EXERCISE
Repeat every record below exactly as it appears.

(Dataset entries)
= = =
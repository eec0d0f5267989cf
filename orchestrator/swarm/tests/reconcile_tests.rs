// Copyright (c) 2026 100monkeys.ai
// SPDX-License-Identifier: AGPL-3.0

//! Reconciliation against the swarm registry.

mod common;

use std::path::PathBuf;
use std::sync::Arc;
use std::time::Duration;

use common::{collaborators, config, node, three_nodes, EchoKernel, FixedDiscoverer};
use treeswarm_core::domain::agent::AgentStatus;
use treeswarm_core::domain::bundle::BundleError;
use treeswarm_core::domain::events::EventPayload;
use treeswarm_core::domain::subscription::SubscriptionOrigin;
use treeswarm_swarm::{ReconcileError, ReconcileReport, Swarm, SwarmError};

async fn in_memory_swarm() -> (tempfile::TempDir, Swarm) {
    let dir = tempfile::tempdir().unwrap();
    let swarm = Swarm::open_in_memory(config(dir.path()), collaborators(Arc::new(EchoKernel::default())))
        .await
        .unwrap();
    (dir, swarm)
}

#[tokio::test]
async fn test_fresh_nodes_become_agents() {
    let (_dir, swarm) = in_memory_swarm().await;

    let report = swarm.reconcile(&three_nodes()).await.unwrap();
    assert_eq!(report, ReconcileReport { created: 3, orphaned: 0, updated: 0, total: 3 });

    let agents = swarm.agents().await.unwrap();
    assert_eq!(agents.len(), 3);
    let mut subscriptions = 0;
    for agent in &agents {
        let state = swarm.agent_state(&agent.agent_id).await.unwrap().unwrap();
        assert_eq!(state.turn_count, 0);
        assert_eq!(state.file_path, agent.file_path);
        let owned = swarm.subscriptions_for(&agent.agent_id);
        assert!(owned.iter().all(|s| s.origin == SubscriptionOrigin::Default));
        subscriptions += owned.len();
    }
    assert_eq!(subscriptions, 6);

    let parser = agents.iter().find(|a| a.name == "Parser").unwrap();
    let parse = agents.iter().find(|a| a.name == "parse").unwrap();
    assert_eq!(parse.parent_id.as_ref(), Some(&parser.agent_id));
}

#[tokio::test]
async fn test_reconcile_is_idempotent() {
    let (_dir, swarm) = in_memory_swarm().await;
    swarm.reconcile(&three_nodes()).await.unwrap();

    let again = swarm.reconcile(&three_nodes()).await.unwrap();
    assert!(again.is_noop());
    assert_eq!(again.total, 3);
    assert_eq!(swarm.agents().await.unwrap().len(), 3);
}

#[tokio::test]
async fn test_vanished_nodes_orphan_their_agents() {
    let (_dir, swarm) = in_memory_swarm().await;
    let nodes = three_nodes();
    swarm.reconcile(&nodes).await.unwrap();
    let gone = nodes[0].agent_id();

    let report = swarm.reconcile(&nodes[1..]).await.unwrap();
    assert_eq!(report, ReconcileReport { created: 0, orphaned: 1, updated: 0, total: 2 });

    let orphan = swarm
        .agents()
        .await
        .unwrap()
        .into_iter()
        .find(|a| a.agent_id == gone)
        .unwrap();
    assert_eq!(orphan.status, AgentStatus::Orphaned);
    assert!(swarm.subscriptions_for(&gone).is_empty());
    assert!(swarm.agent_state(&gone).await.unwrap().is_some());

    // Orphans are not orphaned twice.
    assert!(swarm.reconcile(&nodes[1..]).await.unwrap().is_noop());

    // A returning node revives its agent.
    let report = swarm.reconcile(&nodes).await.unwrap();
    assert_eq!(report.created, 1);
    assert_eq!(swarm.subscriptions_for(&gone).len(), 2);
}

#[tokio::test]
async fn test_changed_source_file_emits_content_changed() {
    let dir = tempfile::tempdir().unwrap();
    let src = dir.path().join("src");
    std::fs::create_dir_all(&src).unwrap();
    std::fs::write(src.join("main.py"), "def main(): pass\n").unwrap();
    let swarm = Swarm::open(config(dir.path()), collaborators(Arc::new(EchoKernel::default())))
        .await
        .unwrap();

    let nodes = vec![node("n1", "function", "main", "main.py", 1)];
    assert_eq!(swarm.reconcile(&nodes).await.unwrap().created, 1);
    assert!(swarm.reconcile(&nodes).await.unwrap().is_noop());

    tokio::time::sleep(Duration::from_millis(50)).await;
    std::fs::write(src.join("main.py"), "def main():\n    return 0\n").unwrap();

    let report = swarm.reconcile(&nodes).await.unwrap();
    assert_eq!(report.updated, 1);
    let events = swarm.events(0, None).await.unwrap();
    assert_eq!(events.len(), 1);
    assert_eq!(events[0].payload, EventPayload::ContentChanged { path: "main.py".to_string(), diff: None });
    assert_eq!(swarm.status().await.outstanding_triggers, 1);

    assert!(swarm.reconcile(&nodes).await.unwrap().is_noop());
}

#[tokio::test]
async fn test_unmapped_node_type_aborts_the_pass() {
    let (_dir, swarm) = in_memory_swarm().await;
    let mut nodes = three_nodes();
    nodes.push(node("n4", "module", "pkg", "pkg/__init__.py", 1));

    let result = swarm.reconcile(&nodes).await;
    assert!(matches!(
        result,
        Err(SwarmError::Reconcile(ReconcileError::Bundle(BundleError::Unmapped(t)))) if t == "module"
    ));
    assert!(swarm.agents().await.unwrap().is_empty());
}

#[tokio::test]
async fn test_discover_and_reconcile_uses_the_discoverer() {
    let dir = tempfile::tempdir().unwrap();
    let kernel = Arc::new(EchoKernel::default());

    let without = Swarm::open_in_memory(config(dir.path()), collaborators(kernel.clone())).await.unwrap();
    assert!(matches!(
        without.discover_and_reconcile(&[PathBuf::from(".")]).await,
        Err(SwarmError::NoDiscoverer)
    ));

    let mut with = collaborators(kernel);
    with.discoverer = Some(Arc::new(FixedDiscoverer { nodes: three_nodes() }));
    let swarm = Swarm::open_in_memory(config(dir.path()), with).await.unwrap();
    let report = swarm.discover_and_reconcile(&[PathBuf::from(".")]).await.unwrap();
    assert_eq!(report.created, 3);
}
= = =
REPLY
repository eec0d0f5267989cf
filename orchestrator/swarm/tests/reconcile_tests.rs
// Copyright (c) 2026 100monkeys.ai
// SPDX-License-Identifier: AGPL-3.0

//! Reconciliation against the swarm registry.

mod common;

use std::path::PathBuf;
use std::sync::Arc;
use std::time::Duration;

use common::{collaborators, config, node, three_nodes, EchoKernel, FixedDiscoverer};
use treeswarm_core::domain::agent::AgentStatus;
use treeswarm_core::domain::bundle::BundleError;
use treeswarm_core::domain::events::EventPayload;
use treeswarm_core::domain::subscription::SubscriptionOrigin;
use treeswarm_swarm::{ReconcileError, ReconcileReport, Swarm, SwarmError};

async fn in_memory_swarm() -> (tempfile::TempDir, Swarm) {
    let dir = tempfile::tempdir().unwrap();
    let swarm = Swarm::open_in_memory(config(dir.path()), collaborators(Arc::new(EchoKernel::default())))
        .await
        .unwrap();
    (dir, swarm)
}

#[tokio::test]
async fn test_fresh_nodes_become_agents() {
    let (_dir, swarm) = in_memory_swarm().await;

    let report = swarm.reconcile(&three_nodes()).await.unwrap();
    assert_eq!(report, ReconcileReport { created: 3, orphaned: 0, updated: 0, total: 3 });

    let agents = swarm.agents().await.unwrap();
    assert_eq!(agents.len(), 3);
    let mut subscriptions = 0;
    for agent in &agents {
        let state = swarm.agent_state(&agent.agent_id).await.unwrap().unwrap();
        assert_eq!(state.turn_count, 0);
        assert_eq!(state.file_path, agent.file_path);
        let owned = swarm.subscriptions_for(&agent.agent_id);
        assert!(owned.iter().all(|s| s.origin == SubscriptionOrigin::Default));
        subscriptions += owned.len();
    }
    assert_eq!(subscriptions, 6);

    let parser = agents.iter().find(|a| a.name == "Parser").unwrap();
    let parse = agents.iter().find(|a| a.name == "parse").unwrap();
    assert_eq!(parse.parent_id.as_ref(), Some(&parser.agent_id));
}

#[tokio::test]
async fn test_reconcile_is_idempotent() {
    let (_dir, swarm) = in_memory_swarm().await;
    swarm.reconcile(&three_nodes()).await.unwrap();

    let again = swarm.reconcile(&three_nodes()).await.unwrap();
    assert!(again.is_noop());
    assert_eq!(again.total, 3);
    assert_eq!(swarm.agents().await.unwrap().len(), 3);
}

#[tokio::test]
async fn test_vanished_nodes_orphan_their_agents() {
    let (_dir, swarm) = in_memory_swarm().await;
    let nodes = three_nodes();
    swarm.reconcile(&nodes).await.unwrap();
    let gone = nodes[0].agent_id();

    let report = swarm.reconcile(&nodes[1..]).await.unwrap();
    assert_eq!(report, ReconcileReport { created: 0, orphaned: 1, updated: 0, total: 2 });

    let orphan = swarm
        .agents()
        .await
        .unwrap()
        .into_iter()
        .find(|a| a.agent_id == gone)
        .unwrap();
    assert_eq!(orphan.status, AgentStatus::Orphaned);
    assert!(swarm.subscriptions_for(&gone).is_empty());
    assert!(swarm.agent_state(&gone).await.unwrap().is_some());

    // Orphans are not orphaned twice.
    assert!(swarm.reconcile(&nodes[1..]).await.unwrap().is_noop());

    // A returning node revives its agent.
    let report = swarm.reconcile(&nodes).await.unwrap();
    assert_eq!(report.created, 1);
    assert_eq!(swarm.subscriptions_for(&gone).len(), 2);
}

#[tokio::test]
async fn test_changed_source_file_emits_content_changed() {
    let dir = tempfile::tempdir().unwrap();
    let src = dir.path().join("src");
    std::fs::create_dir_all(&src).unwrap();
    std::fs::write(src.join("main.py"), "def main(): pass\n").unwrap();
    let swarm = Swarm::open(config(dir.path()), collaborators(Arc::new(EchoKernel::default())))
        .await
        .unwrap();

    let nodes = vec![node("n1", "function", "main", "main.py", 1)];
    assert_eq!(swarm.reconcile(&nodes).await.unwrap().created, 1);
    assert!(swarm.reconcile(&nodes).await.unwrap().is_noop());

    tokio::time::sleep(Duration::from_millis(50)).await;
    std::fs::write(src.join("main.py"), "def main():\n    return 0\n").unwrap();

    let report = swarm.reconcile(&nodes).await.unwrap();
    assert_eq!(report.updated, 1);
    let events = swarm.events(0, None).await.unwrap();
    assert_eq!(events.len(), 1);
    assert_eq!(events[0].payload, EventPayload::ContentChanged { path: "main.py".to_string(), diff: None });
    assert_eq!(swarm.status().await.outstanding_triggers, 1);

    assert!(swarm.reconcile(&nodes).await.unwrap().is_noop());
}

#[tokio::test]
async fn test_unmapped_node_type_aborts_the_pass() {
    let (_dir, swarm) = in_memory_swarm().await;
    let mut nodes = three_nodes();
    nodes.push(node("n4", "module", "pkg", "pkg/__init__.py", 1));

    let result = swarm.reconcile(&nodes).await;
    assert!(matches!(
        result,
        Err(SwarmError::Reconcile(ReconcileError::Bundle(BundleError::Unmapped(t)))) if t == "module"
    ));
    assert!(swarm.agents().await.unwrap().is_empty());
}

#[tokio::test]
async fn test_discover_and_reconcile_uses_the_discoverer() {
    let dir = tempfile::tempdir().unwrap();
    let kernel = Arc::new(EchoKernel::default());

    let without = Swarm::open_in_memory(config(dir.path()), collaborators(kernel.clone())).await.unwrap();
    assert!(matches!(
        without.discover_and_reconcile(&[PathBuf::from(".")]).await,
        Err(SwarmError::NoDiscoverer)
    ));

    let mut with = collaborators(kernel);
    with.discoverer = Some(Arc::new(FixedDiscoverer { nodes: three_nodes() }));
    let swarm = Swarm::open_in_memory(config(dir.path()), with).await.unwrap();
    let report = swarm.discover_and_reconcile(&[PathBuf::from(".")]).await.unwrap();
    assert_eq!(report.created, 3);
}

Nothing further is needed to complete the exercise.